Monday, Feb. 17, 1958

Homo ex Machina

Computing machines have grown so efficient that the worst drag on their performance is the fallible human brain. Last week Engineering Consultant Stuart Luman Seaton told a Manhattan convention of the American Institute of Electrical Engineers that computing machines probably make less than one mistake in transferring 10^2DEG (100 billion billion) digits. Humans make one mistake in transferring only 200 digits. So the machine's accurate figuring often goes for nothing because it must depend for care and feeding on error-prone humans.

One way to get more efficiency out of human custodians, says Seaton, is by "tricks and dodges" such as printing numbers large and small, or in varied colors and type sizes. Another would be to spot and correct "psychic blindness" (habits and prejudices) in humans who feed information to computing machines.

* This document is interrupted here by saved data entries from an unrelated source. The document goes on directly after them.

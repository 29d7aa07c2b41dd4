use std::io::Write;

use super::Emitter;
use crate::error::Result;
use crate::plan::CommandFn;

pub(super) fn write_command(
    emitter: &Emitter<'_>,
    command: &CommandFn,
    w: &mut impl Write,
) -> Result<()> {
    if let Some(doc) = &command.doc {
        for line in doc.lines().map(str::trim).filter(|line| !line.is_empty()) {
            writeln!(w, "/// {}", line)?;
        }
    }
    emitter.cfg(w, "", &command.guard)?;
    writeln!(w, "#[doc(alias = \"{}\")]", command.gl_name)?;
    writeln!(w, "#[inline]")?;

    let params: Vec<String> = command
        .params
        .iter()
        .map(|param| format!("{}: {}", param.name, param.mapped.ty))
        .collect();
    write!(w, "pub unsafe fn {}({})", command.name, params.join(", "))?;
    if let Some(ret) = &command.ret {
        write!(w, " -> {}", ret.ty)?;
    }
    writeln!(w, " {{")?;

    let args: Vec<String> = command
        .params
        .iter()
        .map(|param| param.mapped.conversion.apply(&param.name, &param.mapped.ty))
        .collect();
    let call = format!("gl::{}({})", command.raw_name, args.join(", "));
    let body = match &command.ret {
        Some(ret) => ret.conversion.apply(&call, &ret.ty),
        None => call,
    };
    writeln!(w, "    {}", body)?;
    writeln!(w, "}}")?;
    writeln!(w)?;
    Ok(())
}
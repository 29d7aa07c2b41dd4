//! API levels: one version of one api, optionally narrowed to a profile.

use std::fmt;

use crate::error::{Error, Result};

/// Prefix of the classic guard macros, `API_LEVEL_GL_VERSION_4_5_core`.
pub const API_LEVEL_PREFIX: &str = "API_LEVEL";

#[derive(Debug, Clone, PartialEq, Eq, Hash, PartialOrd, Ord)]
pub struct ApiLevel {
    pub api: String,
    /// Version number, used for ordering.
    pub number: (u8, u8),
    pub profile: Option<String>,
    /// Feature name, e.g. `GL_VERSION_4_5`.
    pub feature: String,
}

impl ApiLevel {
    pub fn new(api: &str, feature: &str, number: (u8, u8), profile: Option<&str>) -> Self {
        ApiLevel {
            api: api.to_owned(),
            number,
            profile: profile.map(str::to_owned),
            feature: feature.to_owned(),
        }
    }

    /// `GL_VERSION_4_5_core`, `GL_VERSION_2_1`.
    pub fn name(&self) -> String {
        match &self.profile {
            Some(profile) => format!("{}_{}", self.feature, profile),
            None => self.feature.clone(),
        }
    }

    /// The guard macro spelling, `API_LEVEL_GL_VERSION_4_5_core`.
    pub fn ident(&self) -> String {
        format!("{}_{}", API_LEVEL_PREFIX, self.name())
    }

    /// The Cargo feature gating this level in generated code, `gl_version_4_5_core`.
    pub fn cargo_feature(&self) -> String {
        self.name().to_ascii_lowercase()
    }
}

impl fmt::Display for ApiLevel {
    fn fmt(&self, f: &mut fmt::Formatter<'_>) -> fmt::Result {
        f.write_str(&self.name())
    }
}

/// A user-supplied level selector.
///
/// Accepts `GL_VERSION_4_5_core`, `API_LEVEL_GL_VERSION_4_5_core`, the Cargo feature
/// spelling `gl_version_4_5_core`, or a bare feature name for levels without profiles.
#[derive(Debug, Clone, PartialEq, Eq)]
pub struct LevelSpec(String);

impl LevelSpec {
    pub fn parse(text: &str) -> Result<Self> {
        let text = text.trim();
        let text = text
            .strip_prefix(API_LEVEL_PREFIX)
            .and_then(|rest| rest.strip_prefix('_'))
            .unwrap_or(text);
        if text.is_empty() {
            return Err(Error::UnknownLevel(text.to_owned()));
        }
        Ok(LevelSpec(text.to_ascii_lowercase()))
    }

    pub fn matches(&self, level: &ApiLevel) -> bool {
        level.cargo_feature() == self.0
    }

    /// Pick the matching level out of `levels`.
    pub fn find<'a>(&self, levels: impl IntoIterator<Item = &'a ApiLevel>) -> Result<&'a ApiLevel> {
        levels
            .into_iter()
            .find(|level| self.matches(level))
            .ok_or_else(|| Error::UnknownLevel(self.0.clone()))
    }
}

impl fmt::Display for LevelSpec {
    fn fmt(&self, f: &mut fmt::Formatter<'_>) -> fmt::Result {
        f.write_str(&self.0)
    }
}

#[cfg(test)]
mod tests {
    use super::*;

    #[test]
    fn spellings() {
        let level = ApiLevel::new("gl", "GL_VERSION_4_5", (4, 5), Some("core"));
        assert_eq!(level.name(), "GL_VERSION_4_5_core");
        assert_eq!(level.ident(), "API_LEVEL_GL_VERSION_4_5_core");
        assert_eq!(level.cargo_feature(), "gl_version_4_5_core");

        let old = ApiLevel::new("gl", "GL_VERSION_2_1", (2, 1), None);
        assert_eq!(old.ident(), "API_LEVEL_GL_VERSION_2_1");
    }

    #[test]
    fn specs_match_any_spelling() {
        let level = ApiLevel::new("gl", "GL_VERSION_4_5", (4, 5), Some("core"));
        for spelling in [
            "GL_VERSION_4_5_core",
            "API_LEVEL_GL_VERSION_4_5_core",
            "gl_version_4_5_core",
        ] {
            assert!(LevelSpec::parse(spelling).unwrap().matches(&level), "{}", spelling);
        }
        assert!(!LevelSpec::parse("GL_VERSION_4_5_compatibility")
            .unwrap()
            .matches(&level));
    }

    #[test]
    fn ordering_follows_version() {
        let mut levels = vec![
            ApiLevel::new("gl", "GL_VERSION_4_5", (4, 5), Some("core")),
            ApiLevel::new("gl", "GL_VERSION_1_0", (1, 0), None),
            ApiLevel::new("gl", "GL_VERSION_3_2", (3, 2), Some("compatibility")),
        ];
        levels.sort();
        let names: Vec<_> = levels.iter().map(ApiLevel::name).collect();
        assert_eq!(
            names,
            ["GL_VERSION_1_0", "GL_VERSION_3_2_compatibility", "GL_VERSION_4_5_core"]
        );
    }

    #[test]
    fn unknown_level() {
        let levels = [ApiLevel::new("gl", "GL_VERSION_1_0", (1, 0), None)];
        let err = LevelSpec::parse("GL_VERSION_9_9").unwrap().find(&levels).unwrap_err();
        assert!(matches!(err, Error::UnknownLevel(_)));
    }
}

Seaton does not expect very much from such measures. Says he: "The presence of humans, in a system containing high-speed electronic computers and highspeed, accurate communications, is quite inhibiting. Every means possible should be employed to eliminate humans in the data-processing chain." But Engineer Seaton feels that humans, however fallible, still have their uses. "The human brain," he concedes, "is a most unusual instrument of elegant and as yet unknown capacity." He favors "reserving to humans the unusual problems of judgment, moral and philosophical balances."